▼

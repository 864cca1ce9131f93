// SPDX-License-Identifier: AGPL-3.0-or-later
// MVPTree - Fingerprint Similarity Index
// Copyright (C) 2026 Sushanth Reddy Vanagala (https://github.com/sushanthpy)
//
// This program is free software: you can redistribute it and/or modify
// it under the terms of the GNU Affero General Public License as published by
// the Free Software Foundation, either version 3 of the License, or
// (at your option) any later version.
//
// This program is distributed in the hope that it will be useful,
// but WITHOUT ANY WARRANTY; without even the implied warranty of
// MERCHANTABILITY or FITNESS FOR A PARTICULAR PURPOSE. See the
// GNU Affero General Public License for more details.
//
// You should have received a copy of the GNU Affero General Public License
// along with this program. If not, see <https://www.gnu.org/licenses/>.

use criterion::{black_box, criterion_group, criterion_main, BenchmarkId, Criterion};
use rand::rngs::StdRng;
use rand::{Rng, SeedableRng};

use mvptree_index::{BitHamming, Point, Tree, TreeConfig};

fn random_points(rng: &mut StdRng, n: usize) -> Vec<Point> {
    (0..n)
        .map(|i| {
            let payload: Vec<u8> = (0..8).map(|_| rng.gen()).collect();
            Point::new((i as u32).to_le_bytes().to_vec(), payload).unwrap()
        })
        .collect()
}

fn populated(points: Vec<Point>) -> Tree {
    let mut tree = Tree::new(TreeConfig::default(), Box::new(BitHamming)).unwrap();
    tree.insert(points).unwrap();
    tree
}

fn bench_insert(c: &mut Criterion) {
    let mut group = c.benchmark_group("insert");
    for n in [1_000usize, 10_000] {
        group.bench_with_input(BenchmarkId::from_parameter(n), &n, |b, &n| {
            let mut rng = StdRng::seed_from_u64(7);
            let points = random_points(&mut rng, n);
            b.iter(|| {
                let tree = populated(black_box(points.clone()));
                black_box(tree.len())
            });
        });
    }
    group.finish();
}

fn bench_retrieve(c: &mut Criterion) {
    let mut rng = StdRng::seed_from_u64(11);
    let tree = populated(random_points(&mut rng, 10_000));
    let queries: Vec<Point> = random_points(&mut rng, 64)
        .into_iter()
        .map(|p| Point::new(b"q".to_vec(), p.payload().to_vec()).unwrap())
        .collect();

    let mut group = c.benchmark_group("retrieve");
    for radius in [4.0f32, 10.0, 20.0] {
        group.bench_with_input(
            BenchmarkId::from_parameter(radius as u32),
            &radius,
            |b, &radius| {
                let mut i = 0usize;
                b.iter(|| {
                    let query = &queries[i % queries.len()];
                    i += 1;
                    black_box(tree.retrieve(black_box(query), usize::MAX, radius).unwrap())
                });
            },
        );
    }
    group.finish();
}

criterion_group!(benches, bench_insert, bench_retrieve);
criterion_main!(benches);
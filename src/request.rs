//! Request descriptors and the GET cache buster.
//!
//! DESIGN
//! ======
//! A descriptor is rebuilt from the current [`ClientConfig`] on every call,
//! so a `configure` between two calls is fully visible to the second one.
//! Transports only translate descriptors; they never add headers of their own.

#[cfg(test)]
#[path = "request_test.rs"]
mod request_test;

use crate::config::ClientConfig;

pub const NONCE_HEADER: &str = "X-WP-Nonce";
pub const CONTENT_TYPE_HEADER: &str = "Content-type";
pub const JSON_CONTENT_TYPE: &str = "application/json";
pub const CACHE_BUSTER_PARAM: &str = "_cacheBuster";

#[derive(Debug, Clone, Copy, PartialEq, Eq)]
pub enum Method {
    Get,
    Post,
}

impl Method {
    #[must_use]
    pub fn as_str(self) -> &'static str {
        match self {
            Self::Get => "GET",
            Self::Post => "POST",
        }
    }
}

/// Cookie policy for a request. Only same-origin is ever issued.
#[derive(Debug, Clone, Copy, PartialEq, Eq, Default)]
pub enum Credentials {
    #[default]
    SameOrigin,
}

/// A fully resolved HTTP request, ready for a transport.
#[derive(Debug, Clone, PartialEq, Eq)]
pub struct ApiRequest {
    pub method: Method,
    pub url: String,
    pub headers: Vec<(String, String)>,
    pub credentials: Credentials,
    pub body: Option<String>,
}

impl ApiRequest {
    /// GET `url` with the nonce header and a fresh cache buster.
    pub(crate) fn get(config: &ClientConfig, url: &str, now_millis: u64) -> Self {
        Self {
            method: Method::Get,
            url: add_cache_buster(url, now_millis),
            headers: base_headers(config),
            credentials: Credentials::SameOrigin,
            body: None,
        }
    }

    /// POST an already-serialized JSON `body` to `url`.
    pub(crate) fn post(config: &ClientConfig, url: &str, body: String) -> Self {
        let mut headers = base_headers(config);
        headers.push((CONTENT_TYPE_HEADER.to_owned(), JSON_CONTENT_TYPE.to_owned()));
        Self {
            method: Method::Post,
            url: url.to_owned(),
            headers,
            credentials: Credentials::SameOrigin,
            body: Some(body),
        }
    }

    /// First header value matching `name`, compared case-insensitively.
    #[must_use]
    pub fn header(&self, name: &str) -> Option<&str> {
        self.headers
            .iter()
            .find(|(k, _)| k.eq_ignore_ascii_case(name))
            .map(|(_, v)| v.as_str())
    }
}

fn base_headers(config: &ClientConfig) -> Vec<(String, String)> {
    vec![(NONCE_HEADER.to_owned(), config.nonce.clone())]
}

/// Append `_cacheBuster=<now_millis>` to `url`, keeping any existing query.
///
/// Only the text between the first and second `?` is treated as the query.
#[must_use]
pub fn add_cache_buster(url: &str, now_millis: u64) -> String {
    let (path, query) = match url.split_once('?') {
        Some((path, rest)) => (path, rest.split('?').next().unwrap_or_default()),
        None => (url, ""),
    };
    let buster = format!("{CACHE_BUSTER_PARAM}={now_millis}");
    if query.is_empty() {
        format!("{path}?{buster}")
    } else {
        format!("{path}?{query}&{buster}")
    }
}

/// Milliseconds since the Unix epoch, from the platform clock.
#[must_use]
pub fn now_millis() -> u64 {
    #[cfg(feature = "hydrate")]
    {
        #[allow(clippy::cast_possible_truncation, clippy::cast_sign_loss)]
        let millis = js_sys::Date::now() as u64;
        millis
    }
    #[cfg(not(feature = "hydrate"))]
    {
        use std::time::{SystemTime, UNIX_EPOCH};

        let Ok(duration) = SystemTime::now().duration_since(UNIX_EPOCH) else {
            return 0;
        };
        u64::try_from(duration.as_millis()).unwrap_or(u64::MAX)
    }
}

▲

[About this task]
The full set of records is to be written out once more, word for word.

[Solved exercise]
repository 864cca1ce9131f93
// SPDX-License-Identifier: AGPL-3.0-or-later
// MVPTree - Fingerprint Similarity Index
// Copyright (C) 2026 Sushanth Reddy Vanagala (https://github.com/sushanthpy)
//
// This program is free software: you can redistribute it and/or modify
// it under the terms of the GNU Affero General Public License as published by
// the Free Software Foundation, either version 3 of the License, or
// (at your option) any later version.
//
// This program is distributed in the hope that it will be useful,
// but WITHOUT ANY WARRANTY; without even the implied warranty of
// MERCHANTABILITY or FITNESS FOR A PARTICULAR PURPOSE. See the
// GNU Affero General Public License for more details.
//
// You should have received a copy of the GNU Affero General Public License
// along with this program. If not, see <https://www.gnu.org/licenses/>.

use criterion::{black_box, criterion_group, criterion_main, BenchmarkId, Criterion};
use rand::rngs::StdRng;
use rand::{Rng, SeedableRng};

use mvptree_index::{BitHamming, Point, Tree, TreeConfig};

fn random_points(rng: &mut StdRng, n: usize) -> Vec<Point> {
    (0..n)
        .map(|i| {
            let payload: Vec<u8> = (0..8).map(|_| rng.gen()).collect();
            Point::new((i as u32).to_le_bytes().to_vec(), payload).unwrap()
        })
        .collect()
}

fn populated(points: Vec<Point>) -> Tree {
    let mut tree = Tree::new(TreeConfig::default(), Box::new(BitHamming)).unwrap();
    tree.insert(points).unwrap();
    tree
}

fn bench_insert(c: &mut Criterion) {
    let mut group = c.benchmark_group("insert");
    for n in [1_000usize, 10_000] {
        group.bench_with_input(BenchmarkId::from_parameter(n), &n, |b, &n| {
            let mut rng = StdRng::seed_from_u64(7);
            let points = random_points(&mut rng, n);
            b.iter(|| {
                let tree = populated(black_box(points.clone()));
                black_box(tree.len())
            });
        });
    }
    group.finish();
}

fn bench_retrieve(c: &mut Criterion) {
    let mut rng = StdRng::seed_from_u64(11);
    let tree = populated(random_points(&mut rng, 10_000));
    let queries: Vec<Point> = random_points(&mut rng, 64)
        .into_iter()
        .map(|p| Point::new(b"q".to_vec(), p.payload().to_vec()).unwrap())
        .collect();

    let mut group = c.benchmark_group("retrieve");
    for radius in [4.0f32, 10.0, 20.0] {
        group.bench_with_input(
            BenchmarkId::from_parameter(radius as u32),
            &radius,
            |b, &radius| {
                let mut i = 0usize;
                b.iter(|| {
                    let query = &queries[i % queries.len()];
                    i += 1;
                    black_box(tree.retrieve(black_box(query), usize::MAX, radius).unwrap())
                });
            },
        );
    }
    group.finish();
}

criterion_group!(benches, bench_insert, bench_retrieve);
criterion_main!(benches);
filename src/request.rs
//! Request descriptors and the GET cache buster.
//!
//! DESIGN
//! ======
//! A descriptor is rebuilt from the current [`ClientConfig`] on every call,
//! so a `configure` between two calls is fully visible to the second one.
//! Transports only translate descriptors; they never add headers of their own.

#[cfg(test)]
#[path = "request_test.rs"]
mod request_test;

use crate::config::ClientConfig;

pub const NONCE_HEADER: &str = "X-WP-Nonce";
pub const CONTENT_TYPE_HEADER: &str = "Content-type";
pub const JSON_CONTENT_TYPE: &str = "application/json";
pub const CACHE_BUSTER_PARAM: &str = "_cacheBuster";

#[derive(Debug, Clone, Copy, PartialEq, Eq)]
pub enum Method {
    Get,
    Post,
}

impl Method {
    #[must_use]
    pub fn as_str(self) -> &'static str {
        match self {
            Self::Get => "GET",
            Self::Post => "POST",
        }
    }
}

/// Cookie policy for a request. Only same-origin is ever issued.
#[derive(Debug, Clone, Copy, PartialEq, Eq, Default)]
pub enum Credentials {
    #[default]
    SameOrigin,
}

/// A fully resolved HTTP request, ready for a transport.
#[derive(Debug, Clone, PartialEq, Eq)]
pub struct ApiRequest {
    pub method: Method,
    pub url: String,
    pub headers: Vec<(String, String)>,
    pub credentials: Credentials,
    pub body: Option<String>,
}

impl ApiRequest {
    /// GET `url` with the nonce header and a fresh cache buster.
    pub(crate) fn get(config: &ClientConfig, url: &str, now_millis: u64) -> Self {
        Self {
            method: Method::Get,
            url: add_cache_buster(url, now_millis),
            headers: base_headers(config),
            credentials: Credentials::SameOrigin,
            body: None,
        }
    }

    /// POST an already-serialized JSON `body` to `url`.
    pub(crate) fn post(config: &ClientConfig, url: &str, body: String) -> Self {
        let mut headers = base_headers(config);
        headers.push((CONTENT_TYPE_HEADER.to_owned(), JSON_CONTENT_TYPE.to_owned()));
        Self {
            method: Method::Post,
            url: url.to_owned(),
            headers,
            credentials: Credentials::SameOrigin,
            body: Some(body),
        }
    }

    /// First header value matching `name`, compared case-insensitively.
    #[must_use]
    pub fn header(&self, name: &str) -> Option<&str> {
        self.headers
            .iter()
            .find(|(k, _)| k.eq_ignore_ascii_case(name))
            .map(|(_, v)| v.as_str())
    }
}

fn base_headers(config: &ClientConfig) -> Vec<(String, String)> {
    vec![(NONCE_HEADER.to_owned(), config.nonce.clone())]
}

/// Append `_cacheBuster=<now_millis>` to `url`, keeping any existing query.
///
/// Only the text between the first and second `?` is treated as the query.
#[must_use]
pub fn add_cache_buster(url: &str, now_millis: u64) -> String {
    let (path, query) = match url.split_once('?') {
        Some((path, rest)) => (path, rest.split('?').next().unwrap_or_default()),
        None => (url, ""),
    };
    let buster = format!("{CACHE_BUSTER_PARAM}={now_millis}");
    if query.is_empty() {
        format!("{path}?{buster}")
    } else {
        format!("{path}?{query}&{buster}")
    }
}

/// Milliseconds since the Unix epoch, from the platform clock.
#[must_use]
pub fn now_millis() -> u64 {
    #[cfg(feature = "hydrate")]
    {
        #[allow(clippy::cast_possible_truncation, clippy::cast_sign_loss)]
        let millis = js_sys::Date::now() as u64;
        millis
    }
    #[cfg(not(feature = "hydrate"))]
    {
        use std::time::{SystemTime, UNIX_EPOCH};

        let Ok(duration) = SystemTime::now().duration_since(UNIX_EPOCH) else {
            return 0;
        };
        u64::try_from(duration.as_millis()).unwrap_or(u64::MAX)
    }
}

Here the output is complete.